- PROBLEM DETAILS
Please copy every line from the records below that contains the string "filename".

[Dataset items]
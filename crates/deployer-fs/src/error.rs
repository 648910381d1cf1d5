//! Error types for deployer-fs

use std::path::PathBuf;

/// Result type for deployer-fs operations
pub type Result<T> = std::result::Result<T, Error>;

/// Errors that can occur in deployer-fs operations
#[derive(Debug, thiserror::Error)]
pub enum Error {
    #[error("I/O error at {path}: {source}")]
    Io {
        path: PathBuf,
        #[source]
        source: std::io::Error,
    },

    #[error("Failed to parse {format} document at {path}: {message}")]
    ConfigParse {
        path: PathBuf,
        format: String,
        message: String,
    },

    #[error("Not a regular file: {path}")]
    NotAFile { path: PathBuf },
}

impl Error {
    pub fn io(path: impl Into<PathBuf>, source: std::io::Error) -> Self {
        Self::Io {
            path: path.into(),
            source,
        }
    }

    /// Whether the underlying cause is a missing file.
    pub fn is_not_found(&self) -> bool {
        match self {
            Self::Io { source, .. } => source.kind() == std::io::ErrorKind::NotFound,
            Self::NotAFile { .. } => true,
            Self::ConfigParse { .. } => false,
        }
    }
}
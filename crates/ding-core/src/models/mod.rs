//! Persisted and in-flight entity types.

pub mod build;
pub mod release;
pub mod repository;
pub mod result;
pub mod step;

pub use build::{Build, BuildId, BuildResponse, BuildStatus, CreateBuildRequest};
pub use release::Release;
pub use repository::{Repo, RepoId, RepoResponse, SaveRepoRequest, Vcs};
pub use result::{BuildResult, ResultId};
pub use step::{StepName, StepRecord};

- SOLUTION TO THE EXERCISE
filename crates/deployer-fs/src/error.rs
filename crates/ding-core/src/models/mod.rs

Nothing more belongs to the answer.